Endangered: Shark Fin Soup
Good news out of China: demand for shark fin soup has dropped significantly.
The size of the decline and the reasons behind it are both in question, but the fact that fewer people are eating shark fins is unequivocally progress. I described the problems with shark finning on Care2 Causes last year:
Shark fin soup is considered a delicacy in Chinese cuisine, but there is nothing delicate about the way fishermen get the fins off the sharks. Fishermen catch the animal and drag it aboard the boat, hack off its fin muscles, then throw it back into the sea, unable to swim and certain to die. More than 70 million sharks every year drown, bleed to death or are eaten alive by predators after this mutilation.
The Washington Post reports that shark finning has put “10 of the 14 species of oceanic sharks most commonly fished for their fins” at “very high” or “high” risk of extinction, while the remaining four are getting close to the same status. The decimation or extinction of a species can wreak havoc on an ecosystem, meaning that serving shark fin soup hurts not only sharks but countless other ocean-dwelling creatures as well.
This makes the news that demand for shark fins is shrinking most welcome, even if the numbers are hard to pin down. There is evidence that consumption of shark fin soup has dropped in China by 50 to 70 percent since 2011. Though Treehugger cautions against believing official government data from China, the fact that Chinese industry corroborates the figures lends them credence. Evidence shows that demand is down by 20 to 30 percent in Hong Kong.
Several factors are contributing to the change in consumers’ preferences. One is a national campaign to raise awareness about the cruelty behind the soup. Popular former NBA star and native Chinese Yao Ming is the face of the education effort, which has included a commercial featuring him and showing dressed-up restaurant patrons pushing away full soup bowls after seeing the gory, violent journey of a fin from healthy shark to dining table.
The swell of popular opinion against shark fin soup gives the lie to stereotypes that Asian populations aren’t interested in animal welfare. Ecologist William J. McShea told The New Yorker that the “Chinese are very utilitarian,” with no interest in protecting animals who don’t serve a concrete use (like moon bears, milked for bile that is used in traditional medicine) and are not symbols of national pride (like panda bears).
To the contrary, the Chinese have rallied to Yao Ming’s cause. His campaign spurred a successful businessman to become a full-time environmental activist who mobilized tens of thousands of weibo (a Chinese version of Twitter) users to prevent the cruel finning of sharks. This kind of mass opposition to animal cruelty is not new in China, which is home to more vegetarians and vegans (50 million) than the U.S. has (30 million). Every country hosts animal cruelty — in the United States alone, 7 billion chickens are slaughtered for food every year — and every country has home-grown resistance movements, including China.
The public awareness campaign started seven years ago, in 2006, so it alone probably does not account for the sharp decline in demand over the past two years. A more recent development probably plays a large role: a government crackdown on corruption in the public sector.
Restaurants in China charge up to $325 for one bowl of shark fin soup, suggesting either that it tastes divine, or that people order it to show off their wealth. Reports are that the dish tastes bland at best (check The Yale Globalist, Time Magazine, this writer who likes eating live, moving crab but spurns shark fins, and celebrity chef Gordon Ramsey, who says it “tastes of nothing”), so this is a clear and literal case of conspicuous consumption.

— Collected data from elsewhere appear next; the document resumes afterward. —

use std::sync::Arc;

use chrono::Utc;

use super::{ShareTokenSigner, TokenGenerator, parse_token};
use crate::error::Error;
use crate::server::AppState;
use crate::store::Store;
use crate::types::{Actor, Token, User};

#[derive(Debug)]
pub enum TokenValidationError {
    InvalidScheme,
    InvalidToken,
    TokenExpired,
    AdminTokenNotAllowed,
    InternalError,
}

impl From<Error> for TokenValidationError {
    fn from(e: Error) -> Self {
        match e {
            Error::TokenExpired => TokenValidationError::TokenExpired,
            Error::Unauthorized | Error::InvalidTokenFormat | Error::LinkShareNotFound => {
                TokenValidationError::InvalidToken
            }
            other => {
                tracing::error!("Token validation failed: {other}");
                TokenValidationError::InternalError
            }
        }
    }
}

pub struct ValidatedToken {
    pub token: Token,
    pub user: Option<User>,
}

/// Validates a raw API token string against the store.
/// Returns the validated token and associated user (if any).
/// Set `allow_admin` to false to reject admin tokens.
pub fn validate_token(
    state: &Arc<AppState>,
    raw_token: &str,
    allow_admin: bool,
) -> Result<ValidatedToken, TokenValidationError> {
    let (lookup, _secret) = parse_token(raw_token).map_err(|_| TokenValidationError::InvalidToken)?;

    let token = state
        .store
        .read(|db| db.get_token_by_lookup(&lookup))?
        .ok_or(TokenValidationError::InvalidToken)?;

    let generator = TokenGenerator::new();
    if !generator.verify(raw_token, &token.token_hash)? {
        return Err(TokenValidationError::InvalidToken);
    }

    if let Some(expires_at) = &token.expires_at {
        if expires_at < &Utc::now() {
            return Err(TokenValidationError::TokenExpired);
        }
    }

    if !allow_admin && token.is_admin {
        return Err(TokenValidationError::AdminTokenNotAllowed);
    }

    let user = match token.user_id {
        Some(user_id) => state.store.read(|db| db.get_user(user_id))?,
        None => None,
    };

    if let Err(e) = state.store.read(|db| db.update_token_last_used(&token.id)) {
        tracing::warn!("Failed to update token last_used_at: {e}");
    }

    Ok(ValidatedToken { token, user })
}

/// Resolves a raw bearer token to the actor it authenticates: a registered
/// user for API tokens, a link-share guest for share tokens.
pub fn resolve_actor(state: &Arc<AppState>, raw_token: &str) -> Result<Actor, TokenValidationError> {
    if ShareTokenSigner::is_share_token(raw_token) {
        let actor = state.share_signer.verify_actor(raw_token)?;
        if let Actor::LinkShare { share_id, .. } = &actor {
            // Deleting a share revokes the tokens it handed out.
            state
                .store
                .read(|db| db.get_link_share(*share_id))?
                .ok_or(TokenValidationError::InvalidToken)?;
        }
        return Ok(actor);
    }

    let validated = validate_token(state, raw_token, false)?;
    validated
        .user
        .map(Actor::User)
        .ok_or(TokenValidationError::InvalidToken)
}

/// Extracts token from the Authorization header (Bearer only).
/// Returns None if no auth header is present.
/// Returns Err if the auth scheme is unsupported.
pub fn extract_token_from_header(
    auth_header: Option<&str>,
) -> Result<Option<String>, TokenValidationError> {
    match auth_header {
        Some(header) => header
            .strip_prefix("Bearer ")
            .map(|token| Some(token.trim().to_string()))
            .ok_or(TokenValidationError::InvalidScheme),
        None => Ok(None),
    }
}
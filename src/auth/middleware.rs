use std::sync::Arc;

use axum::{
    Json,
    extract::FromRequestParts,
    http::{HeaderValue, StatusCode, header::AUTHORIZATION, request::Parts},
    response::{IntoResponse, Response},
};
use serde_json::json;

use super::helpers::{TokenValidationError, extract_token_from_header, resolve_actor, validate_token};
use crate::server::AppState;
use crate::types::{Actor, Token};

/// Extractor that requires admin authentication
pub struct RequireAdmin(pub Token);

/// Extractor that requires an acting principal: a user API token or a
/// link-share token.
pub struct RequireActor(pub Actor);

#[derive(Debug)]
pub enum AuthError {
    MissingAuth,
    InvalidScheme,
    InvalidToken,
    TokenExpired,
    NotAdmin,
    NotActor,
    InternalError,
}

impl From<TokenValidationError> for AuthError {
    fn from(e: TokenValidationError) -> Self {
        match e {
            TokenValidationError::InvalidScheme => AuthError::InvalidScheme,
            TokenValidationError::InvalidToken => AuthError::InvalidToken,
            TokenValidationError::TokenExpired => AuthError::TokenExpired,
            TokenValidationError::AdminTokenNotAllowed => AuthError::NotActor,
            TokenValidationError::InternalError => AuthError::InternalError,
        }
    }
}

impl IntoResponse for AuthError {
    fn into_response(self) -> Response {
        let (status, code, message) = match self {
            AuthError::MissingAuth => (
                StatusCode::UNAUTHORIZED,
                "Unauthorized",
                "Authentication required",
            ),
            AuthError::InvalidScheme => (
                StatusCode::UNAUTHORIZED,
                "Unauthorized",
                "Invalid authorization scheme",
            ),
            AuthError::InvalidToken => (StatusCode::UNAUTHORIZED, "Unauthorized", "Invalid token"),
            AuthError::TokenExpired => (StatusCode::UNAUTHORIZED, "TokenExpired", "Token expired"),
            AuthError::NotAdmin => (StatusCode::FORBIDDEN, "Forbidden", "Admin access required"),
            AuthError::NotActor => (
                StatusCode::FORBIDDEN,
                "Forbidden",
                "User or link share token required for this operation",
            ),
            AuthError::InternalError => (
                StatusCode::INTERNAL_SERVER_ERROR,
                "Internal",
                "Internal server error",
            ),
        };

        let body = json!({ "data": null, "error": message, "code": code });

        let mut response = (status, Json(body)).into_response();

        if status == StatusCode::UNAUTHORIZED {
            response.headers_mut().insert(
                "WWW-Authenticate",
                HeaderValue::from_static("Bearer realm=\"trellis\""),
            );
        }

        response
    }
}

fn bearer_token(parts: &Parts) -> Result<String, AuthError> {
    let auth_header = parts
        .headers
        .get(AUTHORIZATION)
        .and_then(|h| h.to_str().ok());

    extract_token_from_header(auth_header)?.ok_or(AuthError::MissingAuth)
}

impl FromRequestParts<Arc<AppState>> for RequireAdmin {
    type Rejection = AuthError;

    async fn from_request_parts(
        parts: &mut Parts,
        state: &Arc<AppState>,
    ) -> Result<Self, Self::Rejection> {
        let raw_token = bearer_token(parts)?;
        let validated = validate_token(state, &raw_token, true)?;

        if !validated.token.is_admin {
            return Err(AuthError::NotAdmin);
        }

        Ok(RequireAdmin(validated.token))
    }
}

impl FromRequestParts<Arc<AppState>> for RequireActor {
    type Rejection = AuthError;

    async fn from_request_parts(
        parts: &mut Parts,
        state: &Arc<AppState>,
    ) -> Result<Self, Self::Rejection> {
        let raw_token = bearer_token(parts)?;
        let actor = resolve_actor(state, &raw_token)?;
        Ok(RequireActor(actor))
    }
}
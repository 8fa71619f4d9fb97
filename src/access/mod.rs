//! Project access control.
//!
//! Permissions come from ownership, direct user grants and team grants on a
//! project or any of its ancestors; the most permissive path wins. Archive
//! state is tracked separately and vetoes writes regardless of level.

pub mod archive;
pub mod gate;
pub mod grants;
pub mod hierarchy;
pub mod projects;
pub mod resolver;

pub use gate::{
    AccessibleProject, Decision, Denial, ProjectAccess, accessible_projects, can_admin, can_create,
    can_delete, can_read, can_update, can_write, require_admin, require_read, require_write,
};
pub use projects::NewProject;
pub use resolver::{Grant, GrantSource, Resolution, resolve};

China’s government banned the soup from its functions because its consumption by public authorities smacks of corruption. Special interests would serve it to public officials at pricey banquets intended to woo them, and government workers were also buying it themselves, presumably at the state’s expense. The new ban has caused the soup to disappear from some high-end menus.
In addition to increased awareness of animal cruelty and the government’s crackdown on corruption, health concerns have played a role in steering people in China away from shark fin soup. Authorities recently reported finding dangerous toxins like cadmium and BMAA (which can cause degenerative brain disease) in the soup, even at high-end restaurants.